(Stored data entries)
━━━━
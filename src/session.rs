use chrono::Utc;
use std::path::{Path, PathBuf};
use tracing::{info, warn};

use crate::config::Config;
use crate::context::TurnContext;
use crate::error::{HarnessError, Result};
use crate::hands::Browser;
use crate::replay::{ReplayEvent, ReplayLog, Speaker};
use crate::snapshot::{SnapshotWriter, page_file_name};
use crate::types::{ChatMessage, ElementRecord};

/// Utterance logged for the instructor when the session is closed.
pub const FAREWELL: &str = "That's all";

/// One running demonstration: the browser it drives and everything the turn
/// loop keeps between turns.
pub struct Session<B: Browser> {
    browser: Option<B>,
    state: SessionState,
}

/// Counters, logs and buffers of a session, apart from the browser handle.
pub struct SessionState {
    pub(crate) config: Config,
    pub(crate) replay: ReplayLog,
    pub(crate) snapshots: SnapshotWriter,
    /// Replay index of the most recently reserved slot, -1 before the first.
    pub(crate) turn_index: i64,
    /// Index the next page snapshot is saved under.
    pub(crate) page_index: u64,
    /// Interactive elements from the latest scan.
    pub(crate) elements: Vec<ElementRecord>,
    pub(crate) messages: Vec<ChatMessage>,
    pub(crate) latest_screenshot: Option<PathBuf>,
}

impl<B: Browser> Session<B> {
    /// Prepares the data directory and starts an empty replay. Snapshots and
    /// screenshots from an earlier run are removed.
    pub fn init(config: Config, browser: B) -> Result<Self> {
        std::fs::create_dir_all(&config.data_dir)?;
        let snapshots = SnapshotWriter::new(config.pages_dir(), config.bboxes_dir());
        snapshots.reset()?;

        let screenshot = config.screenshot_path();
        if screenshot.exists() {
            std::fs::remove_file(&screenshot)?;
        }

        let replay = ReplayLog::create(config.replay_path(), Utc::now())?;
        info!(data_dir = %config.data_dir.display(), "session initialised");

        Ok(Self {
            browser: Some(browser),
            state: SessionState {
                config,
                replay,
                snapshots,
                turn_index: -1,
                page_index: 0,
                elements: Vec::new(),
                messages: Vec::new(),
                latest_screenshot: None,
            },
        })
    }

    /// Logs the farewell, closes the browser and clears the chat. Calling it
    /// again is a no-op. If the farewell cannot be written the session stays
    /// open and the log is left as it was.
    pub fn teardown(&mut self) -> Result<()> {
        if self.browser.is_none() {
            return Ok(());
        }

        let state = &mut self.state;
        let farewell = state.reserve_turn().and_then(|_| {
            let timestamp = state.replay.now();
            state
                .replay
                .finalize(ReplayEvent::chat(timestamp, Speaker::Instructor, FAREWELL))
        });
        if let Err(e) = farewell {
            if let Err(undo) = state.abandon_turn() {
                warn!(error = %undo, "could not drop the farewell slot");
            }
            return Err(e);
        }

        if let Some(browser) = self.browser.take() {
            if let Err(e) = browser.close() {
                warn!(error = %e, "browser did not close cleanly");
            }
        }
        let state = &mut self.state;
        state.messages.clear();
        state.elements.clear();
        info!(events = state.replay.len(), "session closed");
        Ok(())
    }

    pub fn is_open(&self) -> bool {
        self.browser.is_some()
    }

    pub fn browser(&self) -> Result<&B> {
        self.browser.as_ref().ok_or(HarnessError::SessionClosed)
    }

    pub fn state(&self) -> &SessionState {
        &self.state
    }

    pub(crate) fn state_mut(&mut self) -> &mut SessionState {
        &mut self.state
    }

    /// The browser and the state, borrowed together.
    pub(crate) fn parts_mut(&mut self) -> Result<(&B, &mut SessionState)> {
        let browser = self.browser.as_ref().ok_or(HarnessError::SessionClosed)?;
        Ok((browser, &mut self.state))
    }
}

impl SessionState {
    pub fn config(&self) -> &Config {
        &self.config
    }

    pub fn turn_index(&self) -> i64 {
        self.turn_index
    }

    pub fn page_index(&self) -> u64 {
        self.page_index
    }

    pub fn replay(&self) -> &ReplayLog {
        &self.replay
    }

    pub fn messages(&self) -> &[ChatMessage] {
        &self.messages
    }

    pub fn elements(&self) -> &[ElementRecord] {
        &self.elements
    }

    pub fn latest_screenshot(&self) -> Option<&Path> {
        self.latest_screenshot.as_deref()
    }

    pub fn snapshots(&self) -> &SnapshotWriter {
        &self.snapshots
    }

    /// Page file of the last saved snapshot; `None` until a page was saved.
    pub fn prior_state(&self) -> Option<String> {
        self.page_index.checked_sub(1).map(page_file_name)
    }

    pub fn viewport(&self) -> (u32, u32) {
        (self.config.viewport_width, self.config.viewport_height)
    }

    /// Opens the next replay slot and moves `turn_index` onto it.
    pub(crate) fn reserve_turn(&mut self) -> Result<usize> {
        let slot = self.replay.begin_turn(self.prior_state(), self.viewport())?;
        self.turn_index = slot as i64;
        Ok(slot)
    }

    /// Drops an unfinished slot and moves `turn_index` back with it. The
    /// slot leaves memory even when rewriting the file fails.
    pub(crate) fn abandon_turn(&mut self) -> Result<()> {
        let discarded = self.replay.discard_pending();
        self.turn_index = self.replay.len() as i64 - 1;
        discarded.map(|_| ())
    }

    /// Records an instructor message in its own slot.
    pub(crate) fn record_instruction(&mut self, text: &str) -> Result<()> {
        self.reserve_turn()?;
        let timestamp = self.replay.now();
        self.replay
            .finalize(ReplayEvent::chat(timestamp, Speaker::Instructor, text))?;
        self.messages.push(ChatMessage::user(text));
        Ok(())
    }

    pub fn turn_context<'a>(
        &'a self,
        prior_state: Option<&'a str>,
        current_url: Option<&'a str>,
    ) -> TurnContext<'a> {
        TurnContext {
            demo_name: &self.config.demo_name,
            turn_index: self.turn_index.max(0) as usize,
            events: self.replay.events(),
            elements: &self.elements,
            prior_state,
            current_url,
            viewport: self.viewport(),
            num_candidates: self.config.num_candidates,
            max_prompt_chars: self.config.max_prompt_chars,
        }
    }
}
━━━━
#### [PROBLEM REQUIREMENTS]
Apply a filter for "elements" to the entries and show each line that passes.

#### [RESULT OF THIS EXERCISE]
    /// Interactive elements from the latest scan.
    pub(crate) elements: Vec<ElementRecord>,
                elements: Vec::new(),
        state.elements.clear();
    pub fn elements(&self) -> &[ElementRecord] {
        &self.elements
            elements: &self.elements,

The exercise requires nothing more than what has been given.